In a statement posted to its website Wednesday (May 30), the board of trustees took away “all the benefits, rights and privileges provided by the May 22-23 board meeting, including the title of President Emeritus, the invitation to reside at the Baptist Heritage Center as theologian-in-residence and ongoing compensation.”
His swift termination represents the most dramatic example of the #MeToo movement pervading the top reaches of the Southern Baptist Convention.
The new evidence, the statement said, related to an allegation that in 2003 Patterson, then president of Southeastern Baptist Theological Seminary in Wake Forest, N.C., asked a female student not to report an alleged rape to the police and to forgive her assailant.
The about-face from the board caps a dramatic fall for Patterson, one of the leaders of the Southern Baptist Convention’s theological shift to the right, and once a lionized figure within America’s largest Protestant denomination.
“There’s no joy in my heart over this decision,” said Wade Burleson, an Oklahoma pastor and blogger and one of Patterson’s many critics. “However, this action declares to the world that the Southern Baptist Convention is able to self-correct.

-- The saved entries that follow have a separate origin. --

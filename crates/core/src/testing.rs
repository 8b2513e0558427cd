//! Scripted document backend for exercising the session without real PDFs.
//!
//! Documents are small text files:
//! - `pages 612x792 500x1000` opens with those page sizes
//! - `encrypted <password> pages ...` must be decrypted with `<password>`
//!   first (`-` stands for the empty password)
//! - anything else fails to parse

use image::Rgba;
use pdf_engine::{
    DocumentHandle, OpenSource, PageSize, PdfEngine, PdfEngineError, RenderRequest, RgbaImage,
};
use std::collections::HashMap;
use std::fs;
use std::path::{Path, PathBuf};
use std::sync::atomic::{AtomicBool, AtomicU64, AtomicUsize, Ordering};
use std::sync::mpsc::{self, Receiver, Sender};
use std::sync::Mutex;

pub const INK: Rgba<u8> = Rgba([40, 40, 40, 255]);

pub fn plain(sizes: &[(f32, f32)]) -> String {
    let pages: Vec<String> = sizes.iter().map(|(w, h)| format!("{w}x{h}")).collect();
    format!("pages {}", pages.join(" "))
}

pub fn encrypted(password: &str, sizes: &[(f32, f32)]) -> String {
    let password = if password.is_empty() { "-" } else { password };
    format!("encrypted {password} {}", plain(sizes))
}

pub fn write_doc(dir: &Path, name: &str, contents: &str) -> PathBuf {
    let path = dir.join(name);
    fs::write(&path, contents).expect("write scripted document");
    path
}

enum Script {
    Plain(Vec<PageSize>),
    Encrypted { password: String, body: String },
}

fn parse(text: &str) -> Result<Script, PdfEngineError> {
    let mut words = text.split_whitespace();
    match words.next() {
        Some("pages") => words.map(parse_size).collect::<Result<_, _>>().map(Script::Plain),
        Some("encrypted") => {
            let password = match words.next() {
                Some("-") | None => String::new(),
                Some(password) => password.to_string(),
            };
            Ok(Script::Encrypted { password, body: words.collect::<Vec<_>>().join(" ") })
        }
        _ => Err(PdfEngineError::Backend("not a PDF".to_string())),
    }
}

fn parse_size(word: &str) -> Result<PageSize, PdfEngineError> {
    let invalid = || PdfEngineError::Backend(format!("bad page size {word:?}"));
    let (width, height) = word.split_once('x').ok_or_else(invalid)?;
    Ok(PageSize::new(width.parse().map_err(|_| invalid())?, height.parse().map_err(|_| invalid())?))
}

type Gate = (Sender<()>, Receiver<()>);

#[derive(Debug, Default)]
pub struct ScriptedEngine {
    next_handle: AtomicU64,
    docs: Mutex<HashMap<DocumentHandle, Vec<PageSize>>>,
    gate: Mutex<Option<Gate>>,
    opens: AtomicUsize,
    closes: AtomicUsize,
    renders: AtomicUsize,
    fail_render: AtomicBool,
}

impl ScriptedEngine {
    pub fn new() -> Self {
        Self::default()
    }

    pub fn open_documents(&self) -> usize {
        self.docs.lock().unwrap().len()
    }

    pub fn opens(&self) -> usize {
        self.opens.load(Ordering::SeqCst)
    }

    pub fn closes(&self) -> usize {
        self.closes.load(Ordering::SeqCst)
    }

    pub fn renders(&self) -> usize {
        self.renders.load(Ordering::SeqCst)
    }

    pub fn set_fail_render(&self, fail: bool) {
        self.fail_render.store(fail, Ordering::SeqCst);
    }

    /// Makes the next `open` block. The first receiver fires once the open
    /// has started; the open finishes when the sender is used or dropped.
    pub fn pause_next_open(&self) -> (Receiver<()>, Sender<()>) {
        let (entered_tx, entered_rx) = mpsc::channel();
        let (release_tx, release_rx) = mpsc::channel();
        *self.gate.lock().unwrap() = Some((entered_tx, release_rx));
        (entered_rx, release_tx)
    }

    fn sizes(&self, handle: DocumentHandle) -> Result<Vec<PageSize>, PdfEngineError> {
        self.docs.lock().unwrap().get(&handle).cloned().ok_or(PdfEngineError::InvalidHandle(handle.raw()))
    }
}

impl PdfEngine for ScriptedEngine {
    fn open(&self, source: OpenSource) -> Result<DocumentHandle, PdfEngineError> {
        let gate = self.gate.lock().unwrap().take();
        if let Some((entered, release)) = gate {
            let _ = entered.send(());
            let _ = release.recv();
        }

        let text = match source {
            OpenSource::Path(path) => fs::read_to_string(path)?,
            OpenSource::Bytes(bytes) => String::from_utf8_lossy(&bytes).into_owned(),
        };

        match parse(&text)? {
            Script::Plain(sizes) => {
                let handle =
                    DocumentHandle::from_raw(self.next_handle.fetch_add(1, Ordering::SeqCst) + 1);
                self.docs.lock().unwrap().insert(handle, sizes);
                self.opens.fetch_add(1, Ordering::SeqCst);
                Ok(handle)
            }
            Script::Encrypted { .. } => Err(PdfEngineError::Encrypted),
        }
    }

    fn page_count(&self, handle: DocumentHandle) -> Result<u32, PdfEngineError> {
        Ok(self.sizes(handle)?.len() as u32)
    }

    fn page_size(&self, handle: DocumentHandle, page_index: u32) -> Result<PageSize, PdfEngineError> {
        let sizes = self.sizes(handle)?;
        sizes.get(page_index as usize).copied().ok_or(PdfEngineError::PageOutOfRange {
            page: page_index,
            page_count: sizes.len() as u32,
        })
    }

    fn render_into(
        &self,
        handle: DocumentHandle,
        request: RenderRequest,
        target: &mut RgbaImage,
    ) -> Result<(), PdfEngineError> {
        self.page_size(handle, request.page_index)?;
        self.renders.fetch_add(1, Ordering::SeqCst);
        if self.fail_render.load(Ordering::SeqCst) {
            return Err(PdfEngineError::Backend("scripted render failure".to_string()));
        }
        target.pixels_mut().for_each(|pixel| *pixel = INK);
        Ok(())
    }

    fn decrypt_to(&self, source: &Path, password: &str, dest: &Path) -> Result<(), PdfEngineError> {
        match parse(&fs::read_to_string(source)?)? {
            Script::Encrypted { password: expected, body } if expected == password => {
                fs::write(dest, body)?;
                Ok(())
            }
            Script::Encrypted { .. } => Err(PdfEngineError::InvalidPassword),
            Script::Plain(_) => {
                fs::copy(source, dest)?;
                Ok(())
            }
        }
    }

    fn close(&self, handle: DocumentHandle) -> Result<(), PdfEngineError> {
        self.docs.lock().unwrap().remove(&handle).ok_or(PdfEngineError::InvalidHandle(handle.raw()))?;
        self.closes.fetch_add(1, Ordering::SeqCst);
        Ok(())
    }
}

It may take time. It may be ugly at times. But in time, the SBC will do the right thing.”
The board appointed D. Jeffrey Bingham, dean of the School of Theology, to the position of interim president.

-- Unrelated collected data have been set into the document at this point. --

//! Flattening tiles into a single viewport image.

use crate::tile::Tile;
use image::{Pixel, Rgba};
use pdf_engine::RgbaImage;
use viewer_core::{Layout, Point, ViewportTransform};

/// Draws `tiles` into a viewport-sized image over `background`, sampling
/// each tile at the pixel centers of the viewport.
pub fn compose<'a>(
    tiles: impl IntoIterator<Item = &'a Tile>,
    transform: &ViewportTransform,
    layout: Layout,
    background: Rgba<u8>,
) -> RgbaImage {
    let width = layout.viewport.width.round().max(1.0) as u32;
    let height = layout.viewport.height.round().max(1.0) as u32;
    let mut canvas = RgbaImage::from_pixel(width, height, background);

    for tile in tiles {
        let rect = tile.document_rect;
        let top_left = transform.document_to_screen(layout, Point::new(rect.x, rect.y));
        let bottom_right = transform.document_to_screen(layout, Point::new(rect.right(), rect.bottom()));

        let x0 = top_left.x.floor().max(0.0) as u32;
        let y0 = top_left.y.floor().max(0.0) as u32;
        let x1 = (bottom_right.x.ceil().max(0.0) as u32).min(width);
        let y1 = (bottom_right.y.ceil().max(0.0) as u32).min(height);
        let (tile_width, tile_height) = tile.image.dimensions();

        for y in y0..y1 {
            for x in x0..x1 {
                let document = transform
                    .screen_to_document(layout, Point::new(x as f32 + 0.5, y as f32 + 0.5));
                if document.x < rect.x
                    || document.y < rect.y
                    || document.x >= rect.right()
                    || document.y >= rect.bottom()
                {
                    continue;
                }

                let sx = (((document.x - rect.x) * tile.raster_scale) as u32).min(tile_width - 1);
                let sy = (((document.y - rect.y) * tile.raster_scale) as u32).min(tile_height - 1);
                canvas.get_pixel_mut(x, y).blend(tile.image.get_pixel(sx, sy));
            }
        }
    }

    canvas
}

#[cfg(test)]
mod tests {
    use super::*;
    use crate::tile::TileKey;
    use viewer_core::{Rect, Size};

    const BACKGROUND: Rgba<u8> = Rgba([40, 40, 40, 255]);
    const RED: Rgba<u8> = Rgba([255, 0, 0, 255]);

    fn tile(rect: Rect, raster_scale: f32, color: Rgba<u8>) -> Tile {
        let width = (rect.width * raster_scale) as u32;
        let height = (rect.height * raster_scale) as u32;
        Tile {
            key: TileKey::new(0, 0, 0, 0),
            document_rect: rect,
            raster_scale,
            image: RgbaImage::from_pixel(width, height, color),
            blank: false,
        }
    }

    #[test]
    fn test_tile_lands_under_page_position() {
        // 100 x 100 page centered in a 200 x 100 viewport at scale 1.
        let layout = Layout::new(Size::new(200.0, 100.0), Size::new(100.0, 100.0));
        let transform = ViewportTransform::fit(layout, 5.0);
        let tiles = [tile(Rect::new(0.0, 0.0, 50.0, 50.0), 2.0, RED)];

        let image = compose(&tiles, &transform, layout, BACKGROUND);

        assert_eq!(image.dimensions(), (200, 100));
        assert_eq!(*image.get_pixel(50, 0), RED);
        assert_eq!(*image.get_pixel(99, 49), RED);
        assert_eq!(*image.get_pixel(100, 0), BACKGROUND);
        assert_eq!(*image.get_pixel(49, 0), BACKGROUND);
        assert_eq!(*image.get_pixel(60, 50), BACKGROUND);
    }

    #[test]
    fn test_transparent_tile_pixels_keep_background() {
        let layout = Layout::new(Size::new(10.0, 10.0), Size::new(10.0, 10.0));
        let transform = ViewportTransform::fit(layout, 5.0);
        let tiles = [tile(Rect::new(0.0, 0.0, 10.0, 10.0), 1.0, Rgba([0, 0, 0, 0]))];

        let image = compose(&tiles, &transform, layout, BACKGROUND);
        assert!(image.pixels().all(|pixel| *pixel == BACKGROUND));
    }
}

According to the release, “new information confirmed this morning was presented regarding the handling of an allegation of sexual abuse against a student during Dr. Paige Patterson’s presidency at another institution and resulting issues connected with statements to the Board of Trustees that are inconsistent with SWBTS’s biblically informed core values.”
On Monday, the woman who said she was raped in 2003, outed herself on Twitter. She is Megan Lively, a social media strategist who lives in Wilson, N.C. She has not responded to media requests.
I am the woman you read about, #SEBTS 2003, not afraid, ashamed, or fearful. I am proud to be #SBC, bc of how many have responded with compassion & love. Our history isn’t our future. Ephesians 4:30-32, Romans 8.Please join us in praying tomorrow. #PaigePatterson #sbc18 #matthew5 pic.twitter.com/ZQNbL2zHip
— Megan Lively (@megannlively) May 29, 2018
Demands for Patterson’s ouster had already multiplied in the wake of recently surfaced recordings in which he boasted that he advised a woman to stay with her abusive husband and objectified the body of a 16-year-old girl.
Those remarks led more than 3,200 Southern Baptist women to sign an online letter asking the trustees to take action against Patterson.
Then, on May 22, The Washington Post published a story about a woman who said she was raped on the campus of Southeastern and was asked to keep quiet. It now appears the board made further inquiries into those allegations, resulting in its statement on Wednesday.
Patterson, the architect of the conservative takeover of the Southern Baptist Convention in the early 1980s, is also known for using his position to push back against feminism and the women’s movement. He helped reinstate a biblical literalism with regard to marriage, family and the role of women. He also helped push an amendment to the denomination’s statement of faith in 1998 that says “a wife is to submit herself graciously to the servant leadership of her husband.”
Patterson is scheduled to give a keynote sermon to pastors during next month’s annual meeting of the Southern Baptist Convention in Dallas.